Peran Kemendikdasmen dalam Menjembatani Pendidikan dan Ekonomi Kreatif
Sutanto, pejabat dari Direktorat Pendidikan Anak Usia Dini di bawah Direktorat Jenderal PAUD, Dasar dan Menengah Kemendikdasmen, menyampaikan pandangannya di Sentani pada Minggu. Ia menegaskan bahwa FDS telah melampaui fungsi awalnya sebagai panggung pertunjukan seni semata. Dalam keterangannya, Sutanto menekankan bahwa festival ini kini menjadi ruang dialog lintas sektor yang melibatkan pemerintah daerah, pelaku usaha, dan komunitas kreatif secara simultan.
“FDS dinilai bukan hanya menjadi panggung seni dan budaya, tetapi juga ruang temu bagi sektor pariwisata, UMKM, dan ekonomi kreatif untuk berkolaborasi dan saling memperkuat,” ujar Sutanto mewakili Kemendikdasmen.
Pernyataan tersebut mencerminkan arah kebijakan Kemendikdasmen yang memandang pendidikan tidak terbatas pada ruang kelas formal. Melalui dukungan terhadap event budaya berskala besar, kementerian ini berupaya memastikan bahwa nilai-nilai lokal Papua terdokumentasi, terpelihara, sekaligus menjadi modal ekonomi bagi masyarakat setempat. Pendekatan ini menempatkan pelestarian budaya sebagai instrumen pemberdayaan, bukan sekadar arsip statis.
Dimensi Ekonomi Lokal dan Partisipasi UMKM
Keberlangsungan FDS selama lima hari di kawasan Danau Sentani membuka ruang bagi pelaku UMKM untuk memamerkan produk kerajinan, kuliner khas Papua, dan jasa wisata. Sektor pariwisata yang menjadi salah satu pilar ekonomi daerah mendapat dorongan signifikan dari kehadiran ribuan pengunjung selama periode festival.

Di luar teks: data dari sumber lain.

// SPDX-License-Identifier: BUSL-1.1
// Copyright (c) 2026 Alfred Jean LLC

//! Clock abstraction so task timestamps are deterministic in tests.

use chrono::{DateTime, Utc};
use std::sync::atomic::{AtomicI64, Ordering};

/// Source of the current UTC time.
///
/// All timestamp fields on [`crate::Task`] are stamped through a `Clock`
/// rather than calling `Utc::now()` directly, so that tests can pin time
/// and assert on exact values instead of ranges.
pub trait Clock: Send + Sync {
    fn now(&self) -> DateTime<Utc>;
}

/// Production clock backed by the system time.
#[derive(Debug, Clone, Copy, Default)]
pub struct SystemClock;

impl Clock for SystemClock {
    fn now(&self) -> DateTime<Utc> {
        Utc::now()
    }
}

/// Deterministic clock for tests. Starts at a fixed instant and advances
/// only when told to.
pub struct FakeClock {
    micros_since_epoch: AtomicI64,
}

impl FakeClock {
    /// Construct a fake clock pinned at the given time.
    pub fn new(at: DateTime<Utc>) -> Self {
        Self {
            micros_since_epoch: AtomicI64::new(
                at.timestamp() * 1_000_000 + i64::from(at.timestamp_subsec_micros()),
            ),
        }
    }

    /// Advance the clock by the given number of milliseconds.
    pub fn advance_ms(&self, ms: i64) {
        self.micros_since_epoch.fetch_add(ms * 1_000, Ordering::SeqCst);
    }
}

impl Default for FakeClock {
    fn default() -> Self {
        Self::new(
            DateTime::parse_from_rfc3339("2026-01-01T00:00:00Z")
                .expect("valid fixed timestamp")
                .with_timezone(&Utc),
        )
    }
}

impl Clock for FakeClock {
    fn now(&self) -> DateTime<Utc> {
        let micros = self.micros_since_epoch.load(Ordering::SeqCst);
        DateTime::from_timestamp(micros / 1_000_000, ((micros % 1_000_000) * 1_000) as u32)
            .expect("fake clock value is always in range")
    }
}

Kemendikdasmen memandang partisipasi UMKM dalam event semacam ini sebagai bentuk pendidikan vokasi nonformal yang memperkuat kemandirian ekonomi masyarakat adat tanpa memutus rantai nilai budayanya.
Di sisi lain, sektor ekonomi kreatif—mulai dari musik, tari tradisional, hingga kriya kontemporer—mendapatkan panggung yang lebih luas melalui FDS. Kolaborasi antara seniman lokal dan pelaku industri kreatif nasional diharapkan menghasilkan produk budaya yang tidak hanya bernilai artistik tetapi juga memiliki daya saing di pasar domestik maupun internasional.
FAQ: Informasi Praktis Festival Danau Sentani 2026
Kapan dan di mana Festival Danau Sentani 2026 berlangsung? FDS 2026 dijadwalkan pada 1–5 September 2026 di Pantai Khalkote, Kabupaten Jayapura, Papua. Rangkaian pembuka telah dimulai sejak 20 Agustus 2026 dan akan berlanjut hingga penutupan festival.
Bagaimana peran Kemendikdasmen dalam penyelenggaraan festival ini? Kemendikdasmen hadir melalui Direktorat PAUD di bawah Ditjen PAUD, Dasar dan Menengah untuk memastikan dimensi pendidikan, pelestarian budaya, dan pemberdayaan ekonomi kreatif terintegrasi dalam seluruh rangkaian kegiatan festival.
Apakah UMKM lokal dapat berpartisipasi dalam FDS? Ya. Festival secara rutin membuka ruang bagi pelaku UMKM Papua untuk menampilkan produk kerajinan, kuliner khas, dan jasa wisata selama periode penyelenggaraan, sehingga pelaku usaha memperoleh eksposur pasar yang lebih luas.